[Start of Attachment]

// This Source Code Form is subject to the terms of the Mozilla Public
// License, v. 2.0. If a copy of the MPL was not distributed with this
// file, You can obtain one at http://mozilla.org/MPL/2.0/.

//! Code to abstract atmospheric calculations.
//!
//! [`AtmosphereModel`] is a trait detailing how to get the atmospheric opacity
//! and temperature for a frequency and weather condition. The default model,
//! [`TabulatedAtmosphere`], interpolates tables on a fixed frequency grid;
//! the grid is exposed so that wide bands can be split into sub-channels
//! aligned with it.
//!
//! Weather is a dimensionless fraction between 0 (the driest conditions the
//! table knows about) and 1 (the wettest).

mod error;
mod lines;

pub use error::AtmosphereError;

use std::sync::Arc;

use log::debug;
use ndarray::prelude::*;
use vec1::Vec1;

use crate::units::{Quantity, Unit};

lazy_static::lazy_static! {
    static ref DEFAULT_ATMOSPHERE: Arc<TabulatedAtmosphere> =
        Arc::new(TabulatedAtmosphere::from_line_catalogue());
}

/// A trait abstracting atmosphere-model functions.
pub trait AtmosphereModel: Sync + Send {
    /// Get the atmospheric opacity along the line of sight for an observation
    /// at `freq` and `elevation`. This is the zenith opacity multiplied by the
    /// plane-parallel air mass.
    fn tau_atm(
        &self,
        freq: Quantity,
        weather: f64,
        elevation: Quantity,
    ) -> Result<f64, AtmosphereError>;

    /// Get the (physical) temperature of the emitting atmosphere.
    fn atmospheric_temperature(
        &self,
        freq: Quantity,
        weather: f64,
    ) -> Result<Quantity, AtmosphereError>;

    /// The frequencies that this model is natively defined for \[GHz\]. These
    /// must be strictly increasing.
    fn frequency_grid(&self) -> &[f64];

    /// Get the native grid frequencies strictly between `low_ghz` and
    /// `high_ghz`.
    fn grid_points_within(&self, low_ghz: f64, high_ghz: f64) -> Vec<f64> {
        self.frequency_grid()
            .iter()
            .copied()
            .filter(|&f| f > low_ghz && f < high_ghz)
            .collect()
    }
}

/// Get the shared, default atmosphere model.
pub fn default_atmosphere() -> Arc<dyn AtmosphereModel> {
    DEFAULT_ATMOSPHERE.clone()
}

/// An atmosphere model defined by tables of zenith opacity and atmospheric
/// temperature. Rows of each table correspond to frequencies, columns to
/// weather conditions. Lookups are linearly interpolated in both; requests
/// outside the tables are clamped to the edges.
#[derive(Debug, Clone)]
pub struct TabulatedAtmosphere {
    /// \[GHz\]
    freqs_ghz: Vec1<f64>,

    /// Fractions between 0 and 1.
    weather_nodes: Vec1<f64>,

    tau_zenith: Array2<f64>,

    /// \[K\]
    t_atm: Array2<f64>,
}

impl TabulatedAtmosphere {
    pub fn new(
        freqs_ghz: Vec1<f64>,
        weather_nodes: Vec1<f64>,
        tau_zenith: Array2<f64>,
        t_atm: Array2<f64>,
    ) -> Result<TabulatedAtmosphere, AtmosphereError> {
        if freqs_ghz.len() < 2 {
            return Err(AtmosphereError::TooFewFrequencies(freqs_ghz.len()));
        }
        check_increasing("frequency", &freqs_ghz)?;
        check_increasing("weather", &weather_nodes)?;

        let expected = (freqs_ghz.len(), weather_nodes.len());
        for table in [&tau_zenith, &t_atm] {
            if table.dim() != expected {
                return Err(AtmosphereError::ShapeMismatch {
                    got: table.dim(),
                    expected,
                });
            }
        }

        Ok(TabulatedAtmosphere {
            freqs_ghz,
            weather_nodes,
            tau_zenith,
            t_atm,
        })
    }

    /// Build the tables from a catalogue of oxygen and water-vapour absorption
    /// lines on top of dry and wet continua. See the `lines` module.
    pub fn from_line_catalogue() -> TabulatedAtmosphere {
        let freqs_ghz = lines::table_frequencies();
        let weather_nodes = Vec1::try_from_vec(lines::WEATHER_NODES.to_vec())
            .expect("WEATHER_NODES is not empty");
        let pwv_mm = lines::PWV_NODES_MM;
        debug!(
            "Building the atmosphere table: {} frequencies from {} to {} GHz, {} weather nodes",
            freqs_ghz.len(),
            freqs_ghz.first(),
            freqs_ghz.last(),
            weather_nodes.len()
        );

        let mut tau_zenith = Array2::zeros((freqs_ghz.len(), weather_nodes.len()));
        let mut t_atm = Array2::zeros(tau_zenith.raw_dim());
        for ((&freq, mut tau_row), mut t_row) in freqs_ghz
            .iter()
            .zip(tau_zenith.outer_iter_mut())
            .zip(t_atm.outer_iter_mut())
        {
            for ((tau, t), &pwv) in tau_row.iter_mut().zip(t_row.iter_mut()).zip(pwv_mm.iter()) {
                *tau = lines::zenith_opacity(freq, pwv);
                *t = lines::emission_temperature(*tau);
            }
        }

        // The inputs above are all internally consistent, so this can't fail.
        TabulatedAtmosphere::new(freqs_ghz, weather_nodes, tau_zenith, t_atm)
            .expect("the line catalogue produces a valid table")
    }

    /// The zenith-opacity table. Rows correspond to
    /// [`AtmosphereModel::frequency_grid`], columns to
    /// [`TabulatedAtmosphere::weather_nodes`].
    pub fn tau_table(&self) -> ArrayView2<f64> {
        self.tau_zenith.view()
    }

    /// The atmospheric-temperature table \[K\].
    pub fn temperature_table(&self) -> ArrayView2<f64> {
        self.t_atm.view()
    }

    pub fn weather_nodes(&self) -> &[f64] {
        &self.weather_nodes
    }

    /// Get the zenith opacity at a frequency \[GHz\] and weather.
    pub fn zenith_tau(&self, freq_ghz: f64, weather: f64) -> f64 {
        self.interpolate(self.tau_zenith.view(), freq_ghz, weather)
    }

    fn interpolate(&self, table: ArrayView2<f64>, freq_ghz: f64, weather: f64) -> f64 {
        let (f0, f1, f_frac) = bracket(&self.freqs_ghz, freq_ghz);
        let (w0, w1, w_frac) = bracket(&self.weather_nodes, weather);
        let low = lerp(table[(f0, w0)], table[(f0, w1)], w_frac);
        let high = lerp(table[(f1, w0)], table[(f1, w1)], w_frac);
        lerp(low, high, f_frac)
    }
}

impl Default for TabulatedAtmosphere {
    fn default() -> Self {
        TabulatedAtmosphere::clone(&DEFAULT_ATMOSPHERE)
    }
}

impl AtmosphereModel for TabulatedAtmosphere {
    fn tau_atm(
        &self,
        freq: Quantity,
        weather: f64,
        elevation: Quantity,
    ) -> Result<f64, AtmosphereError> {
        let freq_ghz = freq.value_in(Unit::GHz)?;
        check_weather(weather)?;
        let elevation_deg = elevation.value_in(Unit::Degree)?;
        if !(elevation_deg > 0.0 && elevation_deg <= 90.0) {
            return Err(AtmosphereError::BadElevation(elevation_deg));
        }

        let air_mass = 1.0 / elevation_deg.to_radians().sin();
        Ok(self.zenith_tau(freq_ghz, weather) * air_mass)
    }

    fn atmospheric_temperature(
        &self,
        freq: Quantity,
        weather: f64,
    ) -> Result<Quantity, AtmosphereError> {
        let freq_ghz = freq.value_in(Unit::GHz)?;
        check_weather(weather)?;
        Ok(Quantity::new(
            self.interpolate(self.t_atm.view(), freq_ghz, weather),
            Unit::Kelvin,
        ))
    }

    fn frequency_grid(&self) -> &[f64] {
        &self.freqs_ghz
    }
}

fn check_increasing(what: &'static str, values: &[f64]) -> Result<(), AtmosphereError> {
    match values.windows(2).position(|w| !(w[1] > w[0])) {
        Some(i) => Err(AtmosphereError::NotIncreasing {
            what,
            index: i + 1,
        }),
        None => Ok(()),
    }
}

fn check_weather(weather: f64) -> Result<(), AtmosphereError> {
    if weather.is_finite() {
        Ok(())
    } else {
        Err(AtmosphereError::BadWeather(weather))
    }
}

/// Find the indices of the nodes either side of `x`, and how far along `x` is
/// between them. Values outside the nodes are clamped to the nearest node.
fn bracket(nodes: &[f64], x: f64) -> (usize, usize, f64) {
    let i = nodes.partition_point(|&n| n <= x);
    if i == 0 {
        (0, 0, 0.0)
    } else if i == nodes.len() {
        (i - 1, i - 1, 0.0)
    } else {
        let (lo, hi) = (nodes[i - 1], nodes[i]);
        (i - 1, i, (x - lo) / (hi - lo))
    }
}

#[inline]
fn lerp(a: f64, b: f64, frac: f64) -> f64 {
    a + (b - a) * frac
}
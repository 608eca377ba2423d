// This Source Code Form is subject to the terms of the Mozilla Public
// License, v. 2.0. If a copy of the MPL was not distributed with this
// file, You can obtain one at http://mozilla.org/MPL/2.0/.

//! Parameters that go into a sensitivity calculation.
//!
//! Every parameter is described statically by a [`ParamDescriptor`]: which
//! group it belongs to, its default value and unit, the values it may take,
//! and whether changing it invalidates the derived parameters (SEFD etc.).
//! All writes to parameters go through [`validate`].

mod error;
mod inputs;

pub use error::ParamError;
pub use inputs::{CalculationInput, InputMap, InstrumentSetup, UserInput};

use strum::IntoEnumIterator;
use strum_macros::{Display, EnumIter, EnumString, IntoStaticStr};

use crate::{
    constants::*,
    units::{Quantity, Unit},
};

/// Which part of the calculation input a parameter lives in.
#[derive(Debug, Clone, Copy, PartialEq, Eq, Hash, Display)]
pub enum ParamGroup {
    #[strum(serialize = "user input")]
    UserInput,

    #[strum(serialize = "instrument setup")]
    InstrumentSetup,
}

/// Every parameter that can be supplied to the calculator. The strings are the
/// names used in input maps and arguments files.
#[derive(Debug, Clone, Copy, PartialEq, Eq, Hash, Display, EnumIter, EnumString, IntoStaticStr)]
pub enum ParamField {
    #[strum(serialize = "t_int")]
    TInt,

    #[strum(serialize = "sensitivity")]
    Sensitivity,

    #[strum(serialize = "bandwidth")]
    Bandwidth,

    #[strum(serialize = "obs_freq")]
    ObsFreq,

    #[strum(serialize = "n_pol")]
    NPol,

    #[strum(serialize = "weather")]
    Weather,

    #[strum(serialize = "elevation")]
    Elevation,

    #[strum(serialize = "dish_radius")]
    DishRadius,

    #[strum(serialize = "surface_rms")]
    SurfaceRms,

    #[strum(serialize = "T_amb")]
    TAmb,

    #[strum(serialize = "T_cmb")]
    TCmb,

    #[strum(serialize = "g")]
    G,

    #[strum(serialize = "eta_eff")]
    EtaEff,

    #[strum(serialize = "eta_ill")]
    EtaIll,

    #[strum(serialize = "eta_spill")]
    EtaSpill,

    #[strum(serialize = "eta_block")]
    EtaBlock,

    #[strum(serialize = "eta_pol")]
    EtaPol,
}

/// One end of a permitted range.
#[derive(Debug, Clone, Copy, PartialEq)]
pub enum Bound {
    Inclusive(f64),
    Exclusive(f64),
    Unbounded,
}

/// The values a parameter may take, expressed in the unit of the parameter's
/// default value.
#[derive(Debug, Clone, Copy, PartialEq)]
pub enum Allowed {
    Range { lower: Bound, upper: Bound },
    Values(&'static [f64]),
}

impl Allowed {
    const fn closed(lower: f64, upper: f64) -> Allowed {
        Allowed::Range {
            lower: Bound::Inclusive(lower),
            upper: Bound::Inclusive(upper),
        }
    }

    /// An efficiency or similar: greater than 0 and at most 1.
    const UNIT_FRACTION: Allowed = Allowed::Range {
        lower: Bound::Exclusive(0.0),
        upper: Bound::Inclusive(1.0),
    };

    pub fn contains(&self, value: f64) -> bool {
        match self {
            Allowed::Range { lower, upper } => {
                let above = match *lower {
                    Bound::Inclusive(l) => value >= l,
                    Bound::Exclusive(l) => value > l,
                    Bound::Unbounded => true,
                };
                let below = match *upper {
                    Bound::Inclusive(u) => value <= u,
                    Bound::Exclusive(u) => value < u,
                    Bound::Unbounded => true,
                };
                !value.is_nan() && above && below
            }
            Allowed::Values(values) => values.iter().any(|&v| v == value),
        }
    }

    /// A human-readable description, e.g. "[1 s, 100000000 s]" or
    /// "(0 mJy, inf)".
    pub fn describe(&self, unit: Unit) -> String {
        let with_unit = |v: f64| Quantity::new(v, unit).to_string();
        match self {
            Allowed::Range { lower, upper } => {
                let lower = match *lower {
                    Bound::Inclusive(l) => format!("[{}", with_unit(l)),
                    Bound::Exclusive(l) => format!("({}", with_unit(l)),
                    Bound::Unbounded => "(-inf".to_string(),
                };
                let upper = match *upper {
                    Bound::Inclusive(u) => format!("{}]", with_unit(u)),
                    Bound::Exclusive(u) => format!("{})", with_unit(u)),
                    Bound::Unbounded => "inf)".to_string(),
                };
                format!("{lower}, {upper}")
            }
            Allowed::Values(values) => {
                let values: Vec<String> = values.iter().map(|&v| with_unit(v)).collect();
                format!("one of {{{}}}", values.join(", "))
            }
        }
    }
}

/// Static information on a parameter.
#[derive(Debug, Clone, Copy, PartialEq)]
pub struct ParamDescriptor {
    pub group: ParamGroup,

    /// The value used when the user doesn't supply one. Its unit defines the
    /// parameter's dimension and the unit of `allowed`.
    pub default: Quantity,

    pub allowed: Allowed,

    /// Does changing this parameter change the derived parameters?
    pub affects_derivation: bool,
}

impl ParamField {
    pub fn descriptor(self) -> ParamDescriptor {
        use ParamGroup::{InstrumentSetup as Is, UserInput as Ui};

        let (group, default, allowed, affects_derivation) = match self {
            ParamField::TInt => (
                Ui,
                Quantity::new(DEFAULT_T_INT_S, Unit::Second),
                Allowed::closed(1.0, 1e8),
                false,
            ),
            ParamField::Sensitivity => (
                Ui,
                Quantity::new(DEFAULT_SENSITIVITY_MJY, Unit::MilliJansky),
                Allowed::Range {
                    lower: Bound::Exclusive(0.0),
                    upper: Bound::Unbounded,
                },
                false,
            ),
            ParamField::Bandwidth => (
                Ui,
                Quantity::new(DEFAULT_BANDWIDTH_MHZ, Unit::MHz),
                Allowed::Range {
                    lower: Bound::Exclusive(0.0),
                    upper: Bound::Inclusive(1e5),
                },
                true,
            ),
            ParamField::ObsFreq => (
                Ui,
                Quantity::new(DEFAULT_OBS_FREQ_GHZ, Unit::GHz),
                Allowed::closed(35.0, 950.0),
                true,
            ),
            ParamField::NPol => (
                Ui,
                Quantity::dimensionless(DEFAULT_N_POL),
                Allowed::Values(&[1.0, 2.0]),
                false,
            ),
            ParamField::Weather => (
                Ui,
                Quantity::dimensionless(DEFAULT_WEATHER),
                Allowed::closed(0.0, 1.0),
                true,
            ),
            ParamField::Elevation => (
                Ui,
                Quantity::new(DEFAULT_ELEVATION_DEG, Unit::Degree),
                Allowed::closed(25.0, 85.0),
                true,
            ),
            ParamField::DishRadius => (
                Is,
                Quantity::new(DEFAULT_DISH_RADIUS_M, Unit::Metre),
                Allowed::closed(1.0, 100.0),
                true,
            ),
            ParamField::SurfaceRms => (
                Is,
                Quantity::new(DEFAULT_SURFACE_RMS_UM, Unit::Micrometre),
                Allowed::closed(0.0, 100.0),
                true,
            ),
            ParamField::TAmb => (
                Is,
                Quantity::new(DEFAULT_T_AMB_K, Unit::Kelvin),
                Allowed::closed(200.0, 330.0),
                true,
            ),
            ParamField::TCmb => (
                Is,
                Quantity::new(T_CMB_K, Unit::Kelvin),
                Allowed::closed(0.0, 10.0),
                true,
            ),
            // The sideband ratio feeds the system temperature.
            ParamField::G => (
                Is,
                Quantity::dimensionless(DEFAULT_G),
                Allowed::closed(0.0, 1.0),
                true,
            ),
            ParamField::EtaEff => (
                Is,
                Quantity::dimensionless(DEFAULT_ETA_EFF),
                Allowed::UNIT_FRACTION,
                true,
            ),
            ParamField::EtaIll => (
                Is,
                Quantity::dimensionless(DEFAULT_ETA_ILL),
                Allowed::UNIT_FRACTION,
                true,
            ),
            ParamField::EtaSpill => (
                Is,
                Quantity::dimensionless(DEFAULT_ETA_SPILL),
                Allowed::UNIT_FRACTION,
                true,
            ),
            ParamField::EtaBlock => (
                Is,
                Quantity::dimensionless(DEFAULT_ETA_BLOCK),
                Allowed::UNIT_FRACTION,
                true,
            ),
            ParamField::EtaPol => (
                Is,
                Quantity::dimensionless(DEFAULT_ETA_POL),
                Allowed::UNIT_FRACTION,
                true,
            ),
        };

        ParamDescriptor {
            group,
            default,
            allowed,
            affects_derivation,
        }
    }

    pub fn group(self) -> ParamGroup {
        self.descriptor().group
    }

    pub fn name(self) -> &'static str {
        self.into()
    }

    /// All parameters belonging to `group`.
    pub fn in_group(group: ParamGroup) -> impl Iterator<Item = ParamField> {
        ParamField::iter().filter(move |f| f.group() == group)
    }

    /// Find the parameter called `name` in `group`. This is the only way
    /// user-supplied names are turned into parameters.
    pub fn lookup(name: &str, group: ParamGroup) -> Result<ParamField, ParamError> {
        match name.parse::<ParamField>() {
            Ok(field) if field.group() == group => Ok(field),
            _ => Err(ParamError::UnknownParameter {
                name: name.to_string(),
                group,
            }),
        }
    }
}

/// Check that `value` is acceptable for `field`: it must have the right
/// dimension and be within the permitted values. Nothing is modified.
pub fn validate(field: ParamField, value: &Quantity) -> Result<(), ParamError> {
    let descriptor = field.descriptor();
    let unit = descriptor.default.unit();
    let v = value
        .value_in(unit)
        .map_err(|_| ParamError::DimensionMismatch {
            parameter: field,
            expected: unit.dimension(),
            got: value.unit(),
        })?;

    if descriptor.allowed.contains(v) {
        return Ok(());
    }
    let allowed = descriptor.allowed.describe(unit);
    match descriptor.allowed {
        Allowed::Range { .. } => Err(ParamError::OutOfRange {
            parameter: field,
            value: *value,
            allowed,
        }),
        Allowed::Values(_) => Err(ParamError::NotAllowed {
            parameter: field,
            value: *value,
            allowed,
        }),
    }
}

[End of Attachment]

> [To do] All lines with the word "Find" should be copied from the material above.

> [Solution for this task]
/// Find the indices of the nodes either side of `x`, and how far along `x` is
    /// Find the parameter called `name` in `group`. This is the only way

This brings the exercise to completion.